I recently bought a stock, CNXM, that was earning a profit. I think CNXM a division of CNX and CNX was losing money but CNX wants to merge CNXM into CNX. I then got a notice from some law group stating the move was a fiduciary violation. This is the first time I encountered this type of process.
I buy almost exclusively dividend stocks but the Payout ratio tends to be low and the company must have more cash than debt. It's no favor to me for you to borrow money and hand it to me.
XOM is the company I was referring to that was paying out more then the company earned. BP is doing something similar. Both companies said they were considered "Dividend aristocrats." XOM has paid out more than it earned before so I am hoping they can do it again. Like you I do not agree with selling assets or borrowing money to pay out dividends. It has to be paid back some how in the future.

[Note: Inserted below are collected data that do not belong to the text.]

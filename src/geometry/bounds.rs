//! Axis-aligned bounds of a 2D point cloud.

use serde::{Deserialize, Serialize};

/// Axis-aligned bounding box in the plane.
#[derive(Clone, Copy, Debug, PartialEq, Serialize, Deserialize)]
pub struct BoundingBox {
    pub min: [f64; 2],
    pub max: [f64; 2],
}

impl BoundingBox {
    /// Smallest box containing every point, or `None` for an empty slice.
    pub fn from_points(points: &[[f64; 2]]) -> Option<Self> {
        let (first, rest) = points.split_first()?;
        let mut bbox = BoundingBox {
            min: *first,
            max: *first,
        };
        for p in rest {
            for axis in 0..2 {
                bbox.min[axis] = bbox.min[axis].min(p[axis]);
                bbox.max[axis] = bbox.max[axis].max(p[axis]);
            }
        }
        Some(bbox)
    }

    pub fn x_min(&self) -> f64 {
        self.min[0]
    }

    pub fn x_max(&self) -> f64 {
        self.max[0]
    }

    pub fn y_min(&self) -> f64 {
        self.min[1]
    }

    pub fn y_max(&self) -> f64 {
        self.max[1]
    }

    pub fn width(&self) -> f64 {
        self.max[0] - self.min[0]
    }

    pub fn height(&self) -> f64 {
        self.max[1] - self.min[1]
    }

    /// Midpoint of the box.
    pub fn center(&self) -> [f64; 2] {
        [
            0.5 * (self.min[0] + self.max[0]),
            0.5 * (self.min[1] + self.max[1]),
        ]
    }

    /// Square window centred on the box with half-extent `max(width, height)`.
    ///
    /// Used for equal-aspect plotting; a degenerate box yields a unit window.
    pub fn square_viewport(&self) -> BoundingBox {
        let mut r = self.width().max(self.height());
        if r <= 0.0 {
            r = 1.0;
        }
        let [cx, cy] = self.center();
        BoundingBox {
            min: [cx - r, cy - r],
            max: [cx + r, cy + r],
        }
    }
}
//! Post-mutation invariant checks.
//!
//! Every mutating mesh operation ends with [`debug_invariants!`], which
//! re-validates index bounds, cached counts, and the reserved `all` set. The
//! check runs in debug builds and whenever the `check-invariants` or
//! `strict-invariants` feature is enabled; otherwise it compiles away.

use crate::mesh_error::MeshError;

/// Trait for validating data structure invariants.
pub trait DebugInvariants {
    /// Validate invariants and return the first violation encountered.
    fn validate_invariants(&self) -> Result<(), MeshError>;

    /// Panic with the name of the finished `operation` if an invariant is broken.
    fn debug_assert_invariants(&self, operation: &str) {
        #[cfg(any(
            debug_assertions,
            feature = "strict-invariants",
            feature = "check-invariants"
        ))]
        if let Err(e) = self.validate_invariants() {
            panic!("[invariants] after {operation}: {e}");
        }
        #[cfg(not(any(
            debug_assertions,
            feature = "strict-invariants",
            feature = "check-invariants"
        )))]
        let _ = operation;
    }
}

/// Re-validate a structure after the named operation.
#[macro_export]
macro_rules! debug_invariants {
    ($target:expr, $operation:literal) => {
        $crate::debug_invariants::DebugInvariants::debug_assert_invariants(&$target, $operation)
    };
}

I try to invest in dividend issues. Lots of little baskets with each basket with a few eggs. A state wide electric utility went bust twice almost the same company but using a different company name). I talked with employees that lost over $100K in retirement funds. That convinced me that I needed to do the little baskets with a few eggs in each basket. It is more work but that is how things go.
Many of the high dividend stocks have a risky reason the dividend is high. I followed an uncle's advice. He set type for the financial page of a local news paper. He never earned much money from working but had a good memory and a substantial retirement fund. His advice about dividends is "don't be greedy." He died a long time ago but his wisdom still is valid.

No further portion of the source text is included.